Well Staffed, prestigious Long Distance Expresses! Damn fine Commuter services, some with Kippers, Bars and Luxury Coaches! Porters! 

OK there was probably over Staffing back then and the Freight Trains have changed dramatically, but it worked (most of the time) and things got done without a load of fuss and nonsense. There was still pride in the job, but there were still jokes about the Sandwiches, however I partook of many Buffets back then (few fast food outlets, other than Welks and Fish and Chips, remember) and there were some classic places.

Was it a more simple life (not for many Staff I know), were the Railways classed as important FOR PEOPLE until Marples? 

Of course things in Transport began to change dramatically mid to late 60s, but the actual Passenger and Customer Service back then was super efficient and customer focused, if a little Chulmly Warner. I think Bosses were respected because they knew the job as with  Senior Colleagues.

Also very few, if any, walked into a Railway job from University.

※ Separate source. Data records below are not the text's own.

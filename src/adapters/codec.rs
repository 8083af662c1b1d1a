//! Image encoding and decoding
//!
//! Binary DICOM parsing lives outside this crate. The pipeline talks to an
//! [`ImageCodec`]; [`JsonImageCodec`] handles the JSON image documents the
//! record store holds.

use crate::domain::{ImageRecord, PhiScrubError, Result};

/// Converts stored file bytes to and from [`ImageRecord`]s
pub trait ImageCodec: Send + Sync {
    fn decode(&self, bytes: &[u8]) -> Result<ImageRecord>;

    fn encode(&self, record: &ImageRecord) -> Result<Vec<u8>>;
}

/// JSON image document codec
///
/// Tags are keyed as `GGGGEEEE`, byte values and pixel data are base64.
#[derive(Debug, Clone, Copy, Default)]
pub struct JsonImageCodec {
    pretty: bool,
}

impl JsonImageCodec {
    pub fn new() -> Self {
        Self::default()
    }

    pub fn pretty() -> Self {
        Self { pretty: true }
    }
}

impl ImageCodec for JsonImageCodec {
    fn decode(&self, bytes: &[u8]) -> Result<ImageRecord> {
        serde_json::from_slice(bytes)
            .map_err(|e| PhiScrubError::Codec(format!("Failed to decode image document: {e}")))
    }

    fn encode(&self, record: &ImageRecord) -> Result<Vec<u8>> {
        let encoded = if self.pretty {
            serde_json::to_vec_pretty(record)
        } else {
            serde_json::to_vec(record)
        };
        encoded.map_err(|e| {
            PhiScrubError::Codec(format!("Failed to encode image {}: {e}", record.id))
        })
    }
}
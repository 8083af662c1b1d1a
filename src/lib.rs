// phiscrub - DICOM metadata de-identification
// Copyright (c) 2025 phiscrub Contributors
// Licensed under the MIT License

//! # phiscrub - DICOM metadata de-identification
//!
//! phiscrub removes protected health information from DICOM image series held
//! in a research data store, writing de-identified copies next to the
//! originals.
//!
//! ## Overview
//!
//! This library provides the core functionality for:
//! - **Detecting** PHI in free text with a registry of pattern and deny-list detectors
//! - **Redacting** detected spans with a fixed placeholder after merging overlaps
//! - **Scrubbing** remaining names, places and organisations with pluggable NER recognizers
//! - **Dispatching** each metadata field by value representation
//! - **Destroying** pixel data
//! - **Orchestrating** idempotent derivative creation per session
//!
//! ## Architecture
//!
//! phiscrub follows a layered architecture:
//!
//! - [`cli`] - Command-line interface and argument parsing
//! - [`core`] - Session orchestration, summaries and inventory
//! - [`deidentification`] - Detectors, redaction engine, NER, field dispatch, pixels, audit
//! - [`adapters`] - Record stores and image codecs
//! - [`domain`] - Core domain types and models
//! - [`config`] - Configuration management
//! - [`logging`] - Structured logging
//!
//! ## Quick Start
//!
//! ```rust,no_run
//! use phiscrub::adapters::codec::JsonImageCodec;
//! use phiscrub::adapters::filesystem::FileSystemRecordStore;
//! use phiscrub::config::load_config;
//! use phiscrub::core::derivative::DerivativeOrchestrator;
//! use phiscrub::deidentification::{Deidentifier, DeidentifyOptions};
//! use phiscrub::domain::SessionId;
//! use std::sync::Arc;
//!
//! #[tokio::main]
//! async fn main() -> Result<(), Box<dyn std::error::Error>> {
//!     let config = load_config("phiscrub.toml")?;
//!
//!     let deidentifier = Deidentifier::new(&config.deidentification, &config.ner, &config.audit)?;
//!     let orchestrator = DerivativeOrchestrator::new(
//!         Arc::new(FileSystemRecordStore::new(&config.store.root)),
//!         Arc::new(JsonImageCodec::new()),
//!         Arc::new(deidentifier),
//!     );
//!
//!     let options = DeidentifyOptions::from_config(&config.deidentification, false);
//!     let summary = orchestrator
//!         .deidentify(&SessionId::new("MR-0042")?, &options)
//!         .await?;
//!
//!     println!("Created {} derivatives", summary.derivatives_created.len());
//!     Ok(())
//! }
//! ```
//!
//! ## Redacting Text
//!
//! ```rust
//! use phiscrub::deidentification::RedactionEngine;
//!
//! # fn example() -> anyhow::Result<()> {
//! let engine = RedactionEngine::with_defaults()?;
//! let result = engine.redact("Patient: Female, DOB 01/01/1980", 0.5)?;
//! assert!(!result.text.contains("1980"));
//! # Ok(())
//! # }
//! ```
//!
//! ## Error Handling
//!
//! Library operations return [`domain::Result`], backed by [`domain::PhiScrubError`].
//! Construction and configuration paths use `anyhow` with context.

pub mod adapters;
pub mod cli;
pub mod config;
pub mod core;
pub mod deidentification;
pub mod domain;
pub mod logging;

I reckon it was still a respected profession until the early 70s when I think the powers that be decided Trains were crap, with a decline heading for the end of the 60s.

What changed? 

I don't think the Staff to  Rail user interface has changed that much, except there are certainly fewer from the Railway 'family' background. There are, including Drivers, on board Staff, Station Staff and Signallers, far more Women involved these days at all sorts of levels. 

I don't know, as I've never worked on the Railway, if the Unions are, as some would suggest, insisting on outdated  practices and practise? What I do know is that Railway Staff I know and meet tend(ed) to love their jobs, feel safe in their solidarity and want to serve the Public, despite many of the latter being utter sh1tes.

I have no idea how the damn Franchise system works and neither do many Staff who, locally, have worked for about 5 brands already! 

Local Station Staff I speak to certainly don't express that view, more the continuous tinkering, fiddling and managerial fads get on their wicks. 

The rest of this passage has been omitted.